Por exemplo, pode ser que se chegue à seguinte conclusão: as antitoxinas dessa planta existem, mas elas não prosperam nesse clima onde o vegetal está. Há tal injeção que pode paralisar bruscamente o processo enfermiço, com certo trauma para o organismo. Então, deve-se injetar aquilo que paralisa a enfermidade repentinamente e, conforme o caso — tratando-se de homens ou animais —, chega-se até à cirurgia ou mesmo à amputação.

Mas é preciso haver sempre a preocupação de voltar ao natural tão depressa quanto possível, e desconfiar da cura pelo processo não natural, pois esta tem frequentemente algo de nocivo ao organismo, tornando necessário um segundo tratamento para corrigir os desequilíbrios produzidos pelo remédio.

Necessidade do discernimento dos espíritos

Quanto à organicidade, no que diz respeito ao homem, é preciso partir da ideia de que quando ele faz alguma coisa contrária à sua ordem natural, quase sempre aquela ação partiu do intelecto. Houve um princípio errado que provocou o movimento errado. E é necessário conhecer o princípio para reformar as mentes naquele ponto.

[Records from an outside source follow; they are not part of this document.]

use serde::{Deserialize, Serialize};
use std::collections::BTreeMap;

use crate::error::{Error, Result};
use crate::tree::{self, Tree};

pub const CONFIG_FILE: &str = "scaffold.json";

/// Root configuration structure for scaffold.json
#[derive(Debug, Clone, Serialize, Deserialize, Default)]
pub struct ScaffoldConfig {
    #[serde(default)]
    pub defaults: Defaults,
}

/// All configurable defaults that can be overridden via scaffold.json
#[derive(Debug, Clone, Serialize, Deserialize)]
#[serde(rename_all = "camelCase")]
pub struct Defaults {
    /// Package whose declared version identifies the framework release.
    #[serde(default = "default_framework_package")]
    pub framework_package: String,

    /// Range used when the manifest does not declare the framework package.
    #[serde(default = "default_framework_version")]
    pub framework_version: String,

    /// File whose presence at the workspace root selects the vite flavor.
    #[serde(default = "default_build_tool_config")]
    pub build_tool_config: String,

    /// Package name to default version range. Entries from scaffold.json are
    /// merged over the built-in table.
    #[serde(default = "default_versions", deserialize_with = "merge_versions")]
    pub versions: BTreeMap<String, String>,
}

impl Default for Defaults {
    fn default() -> Self {
        Self {
            framework_package: default_framework_package(),
            framework_version: default_framework_version(),
            build_tool_config: default_build_tool_config(),
            versions: default_versions(),
        }
    }
}

impl Defaults {
    /// Check every configured value. Ranges are npm specs (`^1.2.0 || ^2.0.0`,
    /// `>=1.2.0 <2.0.0`, `latest`, `workspace:*`), so only their shape is
    /// checked: non-empty and free of control characters.
    pub fn validate(&self) -> Result<()> {
        match self.problems().into_iter().next() {
            Some(err) => Err(err),
            None => Ok(()),
        }
    }

    /// Every invalid value, as `config.invalid_value` errors.
    pub fn problems(&self) -> Vec<Error> {
        let mut problems = Vec::new();

        if let Some(problem) = range_problem(&self.framework_version) {
            problems.push(Error::config_invalid_value(
                "frameworkVersion",
                Some(self.framework_version.clone()),
                problem,
            ));
        }

        for (name, range) in &self.versions {
            if let Some(problem) = range_problem(range) {
                problems.push(Error::config_invalid_value(
                    format!("versions.{}", name),
                    Some(range.clone()),
                    problem,
                ));
            }
        }

        if !is_bare_file_name(&self.build_tool_config) {
            problems.push(Error::config_invalid_value(
                "buildToolConfig",
                Some(self.build_tool_config.clone()),
                "must be a bare file name",
            ));
        }

        problems
    }

    /// Replace each invalid value with its built-in counterpart, keeping the
    /// valid overrides. Version entries without a built-in are dropped.
    pub fn sanitized(mut self) -> Self {
        let builtin = builtin_defaults();

        if range_problem(&self.framework_version).is_some() {
            self.framework_version = builtin.framework_version;
        }
        if !is_bare_file_name(&self.build_tool_config) {
            self.build_tool_config = builtin.build_tool_config;
        }

        self.versions.retain(|_, range| range_problem(range).is_none());
        for (name, range) in builtin.versions {
            self.versions.entry(name).or_insert(range);
        }

        self
    }

    /// Default range for `package`, if the table knows it.
    pub fn version_for(&self, package: &str) -> Option<&str> {
        self.versions.get(package).map(String::as_str)
    }
}

fn range_problem(range: &str) -> Option<&'static str> {
    if range.trim().is_empty() {
        Some("must not be empty")
    } else if range.chars().any(char::is_control) {
        Some("must not contain control characters")
    } else {
        None
    }
}

fn is_bare_file_name(name: &str) -> bool {
    !name.trim().is_empty() && !name.contains(['/', '\\'])
}

// =============================================================================
// Default value functions
// =============================================================================

fn default_framework_package() -> String {
    "@remix-run/dev".to_string()
}

fn default_framework_version() -> String {
    "^2.8.1".to_string()
}

fn default_build_tool_config() -> String {
    "vite.config.ts".to_string()
}

fn default_versions() -> BTreeMap<String, String> {
    [
        ("@remix-run/dev", "^2.8.1"),
        ("isbot", "^4.4.0"),
        ("react", "^18.2.0"),
        ("react-dom", "^18.2.0"),
        ("@types/react", "^18.2.0"),
        ("@types/react-dom", "^18.2.0"),
        ("eslint", "^8.56.0"),
        ("typescript", "^5.3.3"),
        ("tailwindcss", "^3.3.0"),
        ("@testing-library/react", "^14.1.2"),
        ("@testing-library/jest-dom", "^6.2.0"),
        ("@testing-library/user-event", "^14.5.2"),
    ]
    .into_iter()
    .map(|(name, range)| (name.to_string(), range.to_string()))
    .collect()
}

fn merge_versions<'de, D>(deserializer: D) -> std::result::Result<BTreeMap<String, String>, D::Error>
where
    D: serde::Deserializer<'de>,
{
    let overrides = BTreeMap::<String, String>::deserialize(deserializer)?;
    let mut versions = default_versions();
    versions.extend(overrides);
    Ok(versions)
}

// =============================================================================
// Loading functions
// =============================================================================

/// Load defaults, merging scaffold.json over built-in defaults.
/// If scaffold.json is missing or invalid, returns built-in defaults.
pub fn load_defaults<T: Tree + ?Sized>(tree: &T) -> Defaults {
    load_config(tree).defaults
}

/// Load the full scaffold.json config. An unreadable or malformed file falls
/// back to built-in defaults; individual invalid values fall back to their
/// built-in counterparts while the valid overrides are kept.
pub fn load_config<T: Tree + ?Sized>(tree: &T) -> ScaffoldConfig {
    let config = match read_config(tree) {
        Ok(config) => config,
        Err(e) => {
            log_status!("config", "Ignoring {}: {}", CONFIG_FILE, describe(&e));
            return ScaffoldConfig::default();
        }
    };

    let problems = config.defaults.problems();
    if problems.is_empty() {
        return config;
    }
    for e in &problems {
        log_status!("config", "Ignoring value in {}: {}", CONFIG_FILE, describe(e));
    }

    ScaffoldConfig {
        defaults: config.defaults.sanitized(),
    }
}

/// Load scaffold.json, surfacing parse and validation errors.
/// A missing file yields built-in defaults.
pub fn load_config_strict<T: Tree + ?Sized>(tree: &T) -> Result<ScaffoldConfig> {
    let config = read_config(tree)?;
    config.defaults.validate()?;
    Ok(config)
}

fn read_config<T: Tree + ?Sized>(tree: &T) -> Result<ScaffoldConfig> {
    if !tree.is_file(CONFIG_FILE) {
        return Ok(ScaffoldConfig::default());
    }
    tree::read_json(tree, CONFIG_FILE)
}

fn describe(err: &Error) -> String {
    match err.details.get("problem").or_else(|| err.details.get("error")) {
        Some(detail) => format!("{} ({})", err.message, detail.as_str().unwrap_or_default()),
        None => err.message.clone(),
    }
}

/// Get built-in defaults (ignoring any file config)
pub fn builtin_defaults() -> Defaults {
    Defaults::default()
}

Então, há uma proteção da organicidade que começa pelo ideológico e faz uma espécie de política especial da Contra-Revolução nas tendências e no campo das ideias. Portanto, o Estado e a própria Igreja devem estar aparelhados para estudar todos os problemas respectivos, por uma tabela de perguntas que vêm nessa linha. De maneira a não acontecer que a solução mais rápida e barata pareça ao governante ser, necessariamente, a melhor, mas ele saiba ir ao mais profundo, que é sempre moral e ideológico, e ali ter continuamente a sua linha de ação principal.

Para se fazer corretamente isso é preciso que a Providência — que ama a ordem como criatura d’Ela e gradua os bens de acordo com seus desígnios — mande normalmente pessoas com discernimento dos espíritos para o bem, que saibam tocar essa batalha.

(Extraído de conferência de 7/6/1991)

1) Situado ao norte da Espanha, na província de Navarra.